EXERCISE:
Please count how many lines in the entries below contain "Send" and reply with the figure alone.

INPUT MATERIAL:
//! Contracts the engine depends on but does not implement.
//!
//! Concrete capture and storage mechanisms (spawning a stream-ripping
//! subprocess, copying a file to a path built from a template, shipping it
//! over SFTP) are external collaborators. The engine only needs to be able
//! to spawn a session, start and stop it, and hear about its lifecycle.

use std::path::Path;
use std::time::Duration;

use crate::event::EventSource;

/// Lifecycle events a [`Session`] fires over the course of a recording.
#[derive(Debug, Clone)]
pub enum SessionEvent {
    /// The capture process has started.
    Start,
    /// The capture ended abnormally: non-zero exit, or far too early.
    Error(String),
    /// The capture finished and produced a file at this path.
    Done(String),
}

/// A single in-progress (or just-finished) capture of a show.
///
/// Implementations own the underlying subprocess and are responsible for
/// registering it with a process monitor so `SessionEvent`s fire without
/// the engine polling anything itself.
pub trait Session: Send {
    /// Whether this session will stop itself once `duration` has elapsed,
    /// as opposed to requiring an explicit `stop()` call.
    fn can_stop_automatically(&self, duration: Duration) -> bool;

    /// Begin capturing. `duration` is `Some` only when the session reported
    /// `can_stop_automatically`; it is the upper bound the session should
    /// enforce on itself.
    fn start(&mut self, duration: Option<Duration>) -> anyhow::Result<()>;

    /// Stop the session. Must be a silent no-op if the session has already
    /// ended.
    fn stop(&mut self) -> anyhow::Result<()>;

    /// The event source this session fires `start`/`error`/`done` on.
    fn events(&self) -> &EventSource<SessionEvent>;
}

/// Spawns capture sessions for one show at a time.
pub trait SourceDriver: Send + Sync {
    fn spawn(&self, show_name: &str) -> anyhow::Result<Box<dyn Session>>;
}

/// Events a [`StorageDriver`] fires once a save it was asked to perform
/// completes or fails. Carries the `(source, show)` the save was for since
/// one storage driver instance is shared across many shows.
#[derive(Debug, Clone)]
pub enum StorageEvent {
    Save {
        source: String,
        show: String,
        location: String,
    },
    Error {
        source: String,
        show: String,
        error: String,
    },
}

/// Distributes a finished recording somewhere durable.
pub trait StorageDriver: Send + Sync {
    /// Queue (or perform) the save. Implementations may do this
    /// fire-and-forget on their own worker and report completion later
    /// through `events()`, or do it inline and fire immediately - the
    /// engine treats both identically.
    fn save(&self, source: &str, show: &str, file_path: &Path) -> anyhow::Result<()>;

    /// Optional teardown hook, called once at daemon shutdown.
    fn shutdown(&self) {}

    fn events(&self) -> &EventSource<StorageEvent>;
}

YOUR RESPONSE:
3